= Ōkiwi =

Settlement on Great Barrier Island, New Zealand

Ōkiwi is a small settlement and rural community at the head of the Whangapoua Estuary, in Whangapoua Bay, on Great Barrier Island in New Zealand's Hauraki Gulf.

Facilities include Okiwi School, one of three schools on the island, all primary schools. Next to the school is Okiwi Park, with a public toilet, barbeque area, cycling trail and stream. The park has old tōtara and pūriri trees that were spared by farmers, alongside some new forest. The Church of Jesus Christ of Latter-day Saints has a church building.

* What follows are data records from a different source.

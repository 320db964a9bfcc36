//! Table + spec → scene.

use std::f64::consts::TAU;

use bi_core::Table;

use crate::scale::{nice_ticks, ticks_within, BandScale, LinearScale};
use crate::scene::{Anchor, LegendEntry, Primitive, Role, Scene};
use crate::spec::{ChartSpec, Domain, Kind, Series};

const TICKS: usize = 5;

#[derive(Debug, Clone, Copy, PartialEq)]
pub struct Viewport {
    pub width: f64,
    pub height: f64,
}

impl Default for Viewport {
    fn default() -> Self {
        Self {
            width: 640.0,
            height: 320.0,
        }
    }
}

/// Plot area inside the viewport.
#[derive(Debug, Clone, Copy)]
struct Plot {
    left: f64,
    right: f64,
    top: f64,
    bottom: f64,
}

impl Plot {
    fn for_spec(spec: &ChartSpec, vp: Viewport, categories: usize) -> Self {
        let (horizontal, composed) = match spec.kind {
            Kind::Bars { horizontal, .. } => (horizontal, false),
            Kind::Composed => (false, true),
            _ => (false, false),
        };
        let left = if horizontal { 130.0 } else { 52.0 };
        let right = if composed { 52.0 } else { 20.0 };
        let rotated = !horizontal && spec.show_categories && categories > 8;
        let bottom = match (spec.show_categories, rotated) {
            (false, _) => 16.0,
            (true, true) => 72.0,
            (true, false) => 36.0,
        };
        Self {
            left,
            right: (vp.width - right).max(left + 1.0),
            top: 12.0,
            bottom: (vp.height - bottom).max(13.0),
        }
    }
}

/// Lays out `table` as described by `spec`. Empty tables give a scene
/// without data primitives, which callers can show as "no data".
pub fn layout(spec: &ChartSpec, table: &Table, vp: Viewport) -> Scene {
    match spec.kind {
        Kind::Pie { inner } => pie(spec, table, vp, inner),
        _ => cartesian(spec, table, vp),
    }
}

fn fmt_value(v: f64) -> String {
    let rounded = (v * 100.0).round() / 100.0;
    format!("{rounded}")
}

fn extent(table: &Table, series: &[Series], stacked: bool) -> (f64, f64) {
    let mut lo = 0.0_f64;
    let mut hi = 0.0_f64;
    for row in &table.rows {
        if stacked {
            let (mut pos, mut neg) = (0.0, 0.0);
            for s in series {
                let v = row.value(&s.key);
                if v >= 0.0 {
                    pos += v;
                } else {
                    neg += v;
                }
            }
            hi = hi.max(pos);
            lo = lo.min(neg);
        } else {
            for s in series {
                let v = row.value(&s.key);
                hi = hi.max(v);
                lo = lo.min(v);
            }
        }
    }
    (lo, hi)
}

fn value_axis(domain: Domain, lo: f64, hi: f64) -> ((f64, f64), Vec<f64>) {
    match domain {
        Domain::Auto => {
            let ticks = nice_ticks(lo, hi, TICKS);
            let d = match (ticks.first(), ticks.last()) {
                (Some(a), Some(b)) => (*a, *b),
                _ => (0.0, 1.0),
            };
            (d, ticks)
        }
        Domain::Fixed(a, b) => ((a, b), ticks_within(a, b, TICKS)),
    }
}

fn cartesian(spec: &ChartSpec, table: &Table, vp: Viewport) -> Scene {
    let mut scene = Scene::new(vp.width, vp.height);
    let series = spec.resolve(table);
    if table.is_empty() || series.is_empty() {
        return scene;
    }
    let (stacked, horizontal) = match spec.kind {
        Kind::Bars { stacked, horizontal } => (stacked, horizontal),
        _ => (false, false),
    };
    let composed = spec.kind == Kind::Composed;
    let plot = Plot::for_spec(spec, vp, table.len());

    // Composed charts put the first series on the left axis, the rest right.
    let (left_series, right_series) = if composed {
        series.split_at(1)
    } else {
        (&series[..], &series[..0])
    };

    let (lo, hi) = extent(table, left_series, stacked);
    let (domain, ticks) = value_axis(spec.domain, lo, hi);
    let value = if horizontal {
        LinearScale::new(domain, (plot.left, plot.right))
    } else {
        LinearScale::new(domain, (plot.bottom, plot.top))
    };
    let band = if horizontal {
        BandScale::new(table.len(), (plot.top, plot.bottom))
    } else {
        BandScale::new(table.len(), (plot.left, plot.right))
    };

    value_grid(&mut scene, &plot, &value, &ticks, spec.suffix, horizontal, Anchor::End);
    if spec.show_categories {
        category_labels(&mut scene, &plot, &band, table, horizontal);
    }

    match spec.kind {
        Kind::Lines => {
            for s in left_series {
                line(&mut scene, table, s, &band, &value);
            }
        }
        _ => bars(&mut scene, table, left_series, &band, &value, stacked, horizontal),
    }

    if !right_series.is_empty() {
        let (rlo, rhi) = extent(table, right_series, false);
        let (rdomain, rticks) = value_axis(Domain::Auto, rlo, rhi);
        let right = LinearScale::new(rdomain, (plot.bottom, plot.top));
        for t in &rticks {
            scene.push(Primitive::Text {
                x: plot.right + 6.0,
                y: right.map(*t) + 4.0,
                text: fmt_value(*t),
                anchor: Anchor::Start,
                role: Role::TickLabel,
                rotate: 0.0,
            });
        }
        for s in right_series {
            line(&mut scene, table, s, &band, &right);
        }
    }

    scene.legend = series
        .iter()
        .map(|s| LegendEntry {
            label: s.name.clone(),
            color: s.color.unwrap_or_default().to_string(),
        })
        .collect();
    scene
}

fn value_grid(
    scene: &mut Scene,
    plot: &Plot,
    value: &LinearScale,
    ticks: &[f64],
    suffix: &str,
    horizontal: bool,
    anchor: Anchor,
) {
    for t in ticks {
        let p = value.map(*t);
        let text = format!("{}{suffix}", fmt_value(*t));
        if horizontal {
            scene.push(Primitive::Segment { x1: p, y1: plot.top, x2: p, y2: plot.bottom, role: Role::Grid });
            scene.push(Primitive::Text {
                x: p,
                y: plot.bottom + 16.0,
                text,
                anchor: Anchor::Middle,
                role: Role::TickLabel,
                rotate: 0.0,
            });
        } else {
            scene.push(Primitive::Segment { x1: plot.left, y1: p, x2: plot.right, y2: p, role: Role::Grid });
            scene.push(Primitive::Text {
                x: plot.left - 6.0,
                y: p + 4.0,
                text,
                anchor,
                role: Role::TickLabel,
                rotate: 0.0,
            });
        }
    }
    let (x2, y1) = if horizontal { (plot.left, plot.top) } else { (plot.right, plot.bottom) };
    scene.push(Primitive::Segment { x1: plot.left, y1, x2, y2: plot.bottom, role: Role::Axis });
}

fn category_labels(scene: &mut Scene, plot: &Plot, band: &BandScale, table: &Table, horizontal: bool) {
    let rotated = !horizontal && table.len() > 8;
    for (i, row) in table.rows.iter().enumerate() {
        let c = band.center(i);
        let (x, y, anchor, rotate) = if horizontal {
            (plot.left - 6.0, c + 4.0, Anchor::End, 0.0)
        } else if rotated {
            (c, plot.bottom + 12.0, Anchor::End, -30.0)
        } else {
            (c, plot.bottom + 16.0, Anchor::Middle, 0.0)
        };
        scene.push(Primitive::Text {
            x,
            y,
            text: row.label.clone(),
            anchor,
            role: Role::CategoryLabel,
            rotate,
        });
    }
}

fn bars(
    scene: &mut Scene,
    table: &Table,
    series: &[Series],
    band: &BandScale,
    value: &LinearScale,
    stacked: bool,
    horizontal: bool,
) {
    let k = series.len().max(1) as f64;
    for (i, row) in table.rows.iter().enumerate() {
        let (mut pos, mut neg) = (0.0_f64, 0.0_f64);
        for (j, s) in series.iter().enumerate() {
            let v = row.value(&s.key);
            let (from, to) = if stacked {
                let acc = if v >= 0.0 { &mut pos } else { &mut neg };
                let from = *acc;
                *acc += v;
                (from, *acc)
            } else {
                (0.0, v)
            };
            let (band_start, band_size) = if stacked {
                (band.start(i), band.bandwidth())
            } else {
                let sub = band.bandwidth() / k;
                (band.start(i) + sub * j as f64, sub)
            };
            let (a, b) = (value.map(from), value.map(to));
            let (x, y, w, h) = if horizontal {
                (a.min(b), band_start, (a - b).abs(), band_size)
            } else {
                (band_start, a.min(b), band_size, (a - b).abs())
            };
            scene.push(Primitive::Rect {
                x,
                y,
                w,
                h,
                fill: s.color.unwrap_or_default().to_string(),
                title: format!("{}\n{}: {}", row.label, s.name, fmt_value(v)),
            });
        }
    }
}

fn line(scene: &mut Scene, table: &Table, s: &Series, band: &BandScale, value: &LinearScale) {
    let color = s.color.unwrap_or_default().to_string();
    let points: Vec<(f64, f64)> = table
        .rows
        .iter()
        .enumerate()
        .map(|(i, row)| (band.center(i), value.map(row.value(&s.key))))
        .collect();
    for ((x, y), row) in points.iter().zip(&table.rows) {
        scene.push(Primitive::Dot {
            x: *x,
            y: *y,
            r: 3.0,
            fill: color.clone(),
            title: format!("{}\n{}: {}", row.label, s.name, fmt_value(row.value(&s.key))),
        });
    }
    scene.push(Primitive::Polyline {
        points,
        stroke: color,
        width: 2.5,
    });
}

fn pie(spec: &ChartSpec, table: &Table, vp: Viewport, inner_ratio: f64) -> Scene {
    let mut scene = Scene::new(vp.width, vp.height);
    let Some(key) = spec.resolve(table).into_iter().next().map(|s| s.key) else {
        return scene;
    };
    let slices: Vec<(&str, f64, Option<f64>)> = table
        .rows
        .iter()
        .map(|r| {
            let pct = spec.percent_key.as_deref().and_then(|k| r.get(k));
            (r.label.as_str(), r.value(&key).max(0.0), pct)
        })
        .collect();
    let total: f64 = slices.iter().map(|s| s.1).sum();
    if total <= 0.0 {
        return scene;
    }

    let cx = vp.width / 2.0;
    let cy = vp.height / 2.0;
    let outer = (vp.width.min(vp.height) / 2.0 - 24.0).max(8.0);
    let inner = outer * inner_ratio;
    let mut angle = 0.0;
    for (i, (label, v, pct)) in slices.iter().enumerate() {
        let color = spec.palette_color(i).to_string();
        scene.legend.push(LegendEntry {
            label: label.to_string(),
            color: color.clone(),
        });
        if *v <= 0.0 {
            continue;
        }
        let sweep = v / total * TAU;
        let title = match pct {
            Some(p) => format!("{label}: {} ({}%)", fmt_value(*v), fmt_value(*p)),
            None => format!("{label}: {}", fmt_value(*v)),
        };
        scene.push(Primitive::Arc {
            cx,
            cy,
            outer,
            inner,
            start: angle,
            end: angle + sweep,
            fill: color,
            title,
        });
        if inner_ratio == 0.0 {
            let mid = angle + sweep / 2.0 - TAU / 4.0;
            let r = outer + 12.0;
            scene.push(Primitive::Text {
                x: cx + r * mid.cos(),
                y: cy + r * mid.sin() + 4.0,
                text: fmt_value(*v),
                anchor: if mid.cos() >= 0.0 { Anchor::Start } else { Anchor::End },
                role: Role::SliceLabel,
                rotate: 0.0,
            });
        }
        angle += sweep;
    }
    scene
}
//! HTTP server for the restaurant BI dashboard.
//!
//! Serves the compiled SPA bundle, publishes its runtime settings as
//! `/config.js`, and forwards `/api/*` to the analytics service so the
//! browser only ever talks to one origin.

use tokio::{net::TcpListener, signal::ctrl_c};
use tracing::{info, warn};
use tracing_subscriber::{fmt, EnvFilter};

pub mod config;
pub mod error;
pub mod routes;
pub mod state;

use config::Config;
use state::AppState;

pub async fn start_server() -> Result<(), Box<dyn std::error::Error>> {
    fmt().with_env_filter(EnvFilter::from_default_env()).init();

    info!("Loading configuration...");
    let config = Config::load();
    if !config.dist_dir.join("index.html").is_file() {
        warn!("No index.html under {}, build the ui first", config.dist_dir.display());
    }
    let state = AppState::new(config)?;

    let address = format!("0.0.0.0:{}", state.config.port);
    let app = routes::router(state);

    info!("Binding to {address}");
    let listener = TcpListener::bind(&address).await?;
    info!("Server running on {address}");

    axum::serve(listener, app)
        .with_graceful_shutdown(shutdown_signal())
        .await?;

    info!("Server shut down");
    Ok(())
}

async fn shutdown_signal() {
    let ctrl_c = async {
        if let Err(e) = ctrl_c().await {
            warn!("Failed to install Ctrl+C handler: {e}");
            std::future::pending::<()>().await;
        }
        info!("Received Ctrl+C, shutting down");
    };

    #[cfg(unix)]
    let terminate = async {
        use tokio::signal::unix::{signal, SignalKind};

        match signal(SignalKind::terminate()) {
            Ok(mut stream) => {
                stream.recv().await;
            }
            Err(e) => {
                warn!("Failed to install signal handler: {e}");
                std::future::pending::<()>().await;
            }
        }
        info!("Received terminate signal, shutting down");
    };

    #[cfg(not(unix))]
    let terminate = std::future::pending::<()>();

    tokio::select! {
        _ = ctrl_c => {},
        _ = terminate => {},
    }
}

The Department of Conservation's base for Great Barrier Island was opened at Okiwi in 2016, replacing their office at Port Fitzroy, which was damaged by a cyclone on 10 June 2014 and cut off from the rest of the island for six weeks.

The Okiwi Basin area is a basin of farmland that can be seen from Palmer's Track, a walking track that runs from Windy Canyon to Mount Hobson. The fertile area is used for organic and small-scale growing, including the Okiwi Passion market garden and shop.

Okiwi Airfield, Whangapoua Beach and a camping ground are east of the settlement.

==History==

Ngātiwai have traditionally lived in the area.

Between 2015 and 2019, the Aotea / Great Barrier Island Local Board investigated establishing a cemetery at Ōkiwi or Claris, opting to establish it in Claris.